▸ **Exercise aim**: Within the data that follows, set down exactly the lines from the one containing "const NEXT_BOTTOM: &str" through the one containing "PREV_TOP, NEXT_TOP, INFO_TOP];", both ends included.

▸ **Data shown**:
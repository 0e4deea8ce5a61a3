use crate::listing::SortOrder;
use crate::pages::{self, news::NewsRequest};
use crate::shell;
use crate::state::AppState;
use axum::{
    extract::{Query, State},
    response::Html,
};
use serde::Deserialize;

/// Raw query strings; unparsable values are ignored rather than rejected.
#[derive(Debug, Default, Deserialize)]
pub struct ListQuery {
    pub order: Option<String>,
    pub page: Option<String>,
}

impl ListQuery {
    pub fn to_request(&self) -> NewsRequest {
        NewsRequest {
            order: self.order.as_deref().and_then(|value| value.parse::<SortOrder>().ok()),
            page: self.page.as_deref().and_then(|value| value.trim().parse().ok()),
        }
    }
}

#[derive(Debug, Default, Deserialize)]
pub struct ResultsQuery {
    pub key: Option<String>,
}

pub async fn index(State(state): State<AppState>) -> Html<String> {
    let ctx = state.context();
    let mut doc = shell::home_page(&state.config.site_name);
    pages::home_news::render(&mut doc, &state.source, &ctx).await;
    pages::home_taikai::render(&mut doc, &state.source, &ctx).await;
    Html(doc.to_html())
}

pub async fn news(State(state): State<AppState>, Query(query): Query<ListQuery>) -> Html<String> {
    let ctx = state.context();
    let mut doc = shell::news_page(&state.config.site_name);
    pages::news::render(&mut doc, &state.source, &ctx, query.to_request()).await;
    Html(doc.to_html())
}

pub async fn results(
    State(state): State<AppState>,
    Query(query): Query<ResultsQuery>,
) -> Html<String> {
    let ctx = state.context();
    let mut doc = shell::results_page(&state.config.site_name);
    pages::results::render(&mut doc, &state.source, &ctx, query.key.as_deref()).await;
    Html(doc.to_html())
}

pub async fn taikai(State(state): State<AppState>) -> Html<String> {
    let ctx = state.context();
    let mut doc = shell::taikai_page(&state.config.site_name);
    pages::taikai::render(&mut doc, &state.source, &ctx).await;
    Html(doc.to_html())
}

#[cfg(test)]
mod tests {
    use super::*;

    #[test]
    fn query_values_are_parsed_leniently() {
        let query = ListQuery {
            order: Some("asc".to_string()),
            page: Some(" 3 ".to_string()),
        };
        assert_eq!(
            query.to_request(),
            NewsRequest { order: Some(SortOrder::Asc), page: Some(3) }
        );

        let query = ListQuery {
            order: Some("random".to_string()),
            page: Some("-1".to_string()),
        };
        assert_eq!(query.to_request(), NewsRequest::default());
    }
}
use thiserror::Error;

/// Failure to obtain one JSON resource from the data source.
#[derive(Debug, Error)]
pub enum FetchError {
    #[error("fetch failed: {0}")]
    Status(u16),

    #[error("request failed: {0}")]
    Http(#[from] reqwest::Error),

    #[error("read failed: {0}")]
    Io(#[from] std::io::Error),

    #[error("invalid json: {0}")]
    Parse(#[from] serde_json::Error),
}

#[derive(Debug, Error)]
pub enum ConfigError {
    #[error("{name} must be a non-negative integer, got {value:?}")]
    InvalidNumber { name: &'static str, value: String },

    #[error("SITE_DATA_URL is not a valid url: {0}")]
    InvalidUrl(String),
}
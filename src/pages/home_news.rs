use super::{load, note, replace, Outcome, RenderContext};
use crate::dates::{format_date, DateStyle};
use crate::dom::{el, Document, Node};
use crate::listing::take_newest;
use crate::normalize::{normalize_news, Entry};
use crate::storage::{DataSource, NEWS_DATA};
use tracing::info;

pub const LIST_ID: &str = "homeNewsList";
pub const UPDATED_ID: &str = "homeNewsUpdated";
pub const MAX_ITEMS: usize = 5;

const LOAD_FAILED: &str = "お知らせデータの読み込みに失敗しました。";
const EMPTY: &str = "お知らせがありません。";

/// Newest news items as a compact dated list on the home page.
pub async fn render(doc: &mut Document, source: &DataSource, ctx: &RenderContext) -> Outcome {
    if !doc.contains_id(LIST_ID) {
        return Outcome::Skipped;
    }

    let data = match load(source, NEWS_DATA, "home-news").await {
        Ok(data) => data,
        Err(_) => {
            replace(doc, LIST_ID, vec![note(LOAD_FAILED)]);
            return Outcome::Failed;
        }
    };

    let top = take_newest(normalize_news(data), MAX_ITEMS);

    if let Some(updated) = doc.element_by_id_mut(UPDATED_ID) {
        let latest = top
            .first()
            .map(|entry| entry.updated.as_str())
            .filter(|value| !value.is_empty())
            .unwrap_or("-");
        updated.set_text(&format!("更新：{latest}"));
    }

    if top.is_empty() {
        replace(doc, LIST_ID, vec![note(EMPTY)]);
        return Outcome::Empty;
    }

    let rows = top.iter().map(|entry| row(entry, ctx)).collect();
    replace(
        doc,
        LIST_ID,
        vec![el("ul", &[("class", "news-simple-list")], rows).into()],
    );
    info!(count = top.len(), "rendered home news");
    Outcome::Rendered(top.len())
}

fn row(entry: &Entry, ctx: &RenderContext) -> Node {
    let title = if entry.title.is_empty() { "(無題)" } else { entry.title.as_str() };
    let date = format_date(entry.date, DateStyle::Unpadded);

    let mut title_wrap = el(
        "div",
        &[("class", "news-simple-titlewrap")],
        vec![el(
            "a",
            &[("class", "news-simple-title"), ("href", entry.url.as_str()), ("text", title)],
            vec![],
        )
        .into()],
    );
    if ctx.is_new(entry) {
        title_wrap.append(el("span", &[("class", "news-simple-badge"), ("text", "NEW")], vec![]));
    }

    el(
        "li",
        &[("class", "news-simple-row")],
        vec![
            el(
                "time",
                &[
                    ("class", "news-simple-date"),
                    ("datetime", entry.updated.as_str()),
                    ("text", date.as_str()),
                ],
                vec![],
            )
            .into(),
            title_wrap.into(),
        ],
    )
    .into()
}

...

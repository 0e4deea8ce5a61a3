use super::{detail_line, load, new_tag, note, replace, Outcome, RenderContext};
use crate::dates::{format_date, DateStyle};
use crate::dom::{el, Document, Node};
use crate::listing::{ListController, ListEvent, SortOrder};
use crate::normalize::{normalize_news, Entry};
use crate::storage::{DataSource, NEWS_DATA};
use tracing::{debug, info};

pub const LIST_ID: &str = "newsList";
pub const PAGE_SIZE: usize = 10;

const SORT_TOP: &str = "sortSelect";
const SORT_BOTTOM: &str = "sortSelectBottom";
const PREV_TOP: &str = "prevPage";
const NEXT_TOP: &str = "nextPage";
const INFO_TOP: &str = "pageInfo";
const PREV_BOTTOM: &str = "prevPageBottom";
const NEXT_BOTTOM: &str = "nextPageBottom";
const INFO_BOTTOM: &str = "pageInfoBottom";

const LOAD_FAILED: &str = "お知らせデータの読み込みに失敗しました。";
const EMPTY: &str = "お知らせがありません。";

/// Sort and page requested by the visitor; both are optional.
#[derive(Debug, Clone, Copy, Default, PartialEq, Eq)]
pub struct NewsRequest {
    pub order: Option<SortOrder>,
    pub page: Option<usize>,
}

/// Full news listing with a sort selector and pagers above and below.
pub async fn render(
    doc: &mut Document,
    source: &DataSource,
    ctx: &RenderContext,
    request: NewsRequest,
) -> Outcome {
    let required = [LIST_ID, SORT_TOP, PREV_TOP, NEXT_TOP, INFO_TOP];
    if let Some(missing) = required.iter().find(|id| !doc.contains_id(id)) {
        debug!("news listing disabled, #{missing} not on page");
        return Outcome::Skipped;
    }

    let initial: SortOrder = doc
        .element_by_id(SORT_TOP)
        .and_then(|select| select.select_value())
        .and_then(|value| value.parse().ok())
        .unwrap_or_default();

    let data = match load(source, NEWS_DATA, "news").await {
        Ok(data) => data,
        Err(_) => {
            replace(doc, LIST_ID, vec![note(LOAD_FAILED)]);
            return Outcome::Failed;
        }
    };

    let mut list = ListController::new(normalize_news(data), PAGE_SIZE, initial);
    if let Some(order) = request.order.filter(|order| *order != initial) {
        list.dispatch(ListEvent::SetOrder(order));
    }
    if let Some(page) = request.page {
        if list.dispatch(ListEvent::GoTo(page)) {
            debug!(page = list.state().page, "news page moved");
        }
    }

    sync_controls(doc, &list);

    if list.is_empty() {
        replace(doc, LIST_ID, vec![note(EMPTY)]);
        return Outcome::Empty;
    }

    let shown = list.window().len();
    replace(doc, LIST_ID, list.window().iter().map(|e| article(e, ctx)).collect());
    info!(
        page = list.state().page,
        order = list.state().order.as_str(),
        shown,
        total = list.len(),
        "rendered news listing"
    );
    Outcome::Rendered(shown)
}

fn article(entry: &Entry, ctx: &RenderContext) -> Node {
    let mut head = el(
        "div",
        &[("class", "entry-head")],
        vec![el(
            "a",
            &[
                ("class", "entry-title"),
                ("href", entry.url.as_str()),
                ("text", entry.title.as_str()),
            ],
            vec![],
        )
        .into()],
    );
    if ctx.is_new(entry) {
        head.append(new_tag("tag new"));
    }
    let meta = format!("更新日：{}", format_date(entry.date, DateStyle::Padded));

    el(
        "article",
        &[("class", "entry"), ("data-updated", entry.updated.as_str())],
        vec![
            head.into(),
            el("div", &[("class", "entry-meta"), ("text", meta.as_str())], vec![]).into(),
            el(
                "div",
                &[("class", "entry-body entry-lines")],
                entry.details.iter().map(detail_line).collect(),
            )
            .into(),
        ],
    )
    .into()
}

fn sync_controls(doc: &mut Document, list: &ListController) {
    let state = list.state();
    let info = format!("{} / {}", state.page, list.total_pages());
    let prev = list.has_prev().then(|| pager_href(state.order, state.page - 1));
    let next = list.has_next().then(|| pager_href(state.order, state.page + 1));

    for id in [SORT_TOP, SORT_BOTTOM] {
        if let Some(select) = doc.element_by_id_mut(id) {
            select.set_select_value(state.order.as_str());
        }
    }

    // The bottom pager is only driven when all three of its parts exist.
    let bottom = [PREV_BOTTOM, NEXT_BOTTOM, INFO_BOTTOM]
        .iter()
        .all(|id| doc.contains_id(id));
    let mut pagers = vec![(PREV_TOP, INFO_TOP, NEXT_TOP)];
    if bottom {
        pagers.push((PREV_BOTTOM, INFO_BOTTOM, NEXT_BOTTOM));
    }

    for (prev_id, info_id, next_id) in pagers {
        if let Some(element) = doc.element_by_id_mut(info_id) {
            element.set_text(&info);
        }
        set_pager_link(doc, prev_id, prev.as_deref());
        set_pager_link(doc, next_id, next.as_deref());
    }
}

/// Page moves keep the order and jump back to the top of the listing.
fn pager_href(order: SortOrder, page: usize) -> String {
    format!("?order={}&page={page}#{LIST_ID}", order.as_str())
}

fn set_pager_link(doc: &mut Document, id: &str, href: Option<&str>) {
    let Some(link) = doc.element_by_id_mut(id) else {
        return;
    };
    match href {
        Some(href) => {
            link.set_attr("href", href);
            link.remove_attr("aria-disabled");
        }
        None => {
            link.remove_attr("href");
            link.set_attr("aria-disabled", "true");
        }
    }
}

▸ **The answer**:
const NEXT_BOTTOM: &str = "nextPageBottom";
const INFO_BOTTOM: &str = "pageInfoBottom";

const LOAD_FAILED: &str = "お知らせデータの読み込みに失敗しました。";
const EMPTY: &str = "お知らせがありません。";

/// Sort and page requested by the visitor; both are optional.
#[derive(Debug, Clone, Copy, Default, PartialEq, Eq)]
pub struct NewsRequest {
    pub order: Option<SortOrder>,
    pub page: Option<usize>,
}

/// Full news listing with a sort selector and pagers above and below.
pub async fn render(
    doc: &mut Document,
    source: &DataSource,
    ctx: &RenderContext,
    request: NewsRequest,
) -> Outcome {
    let required = [LIST_ID, SORT_TOP, PREV_TOP, NEXT_TOP, INFO_TOP];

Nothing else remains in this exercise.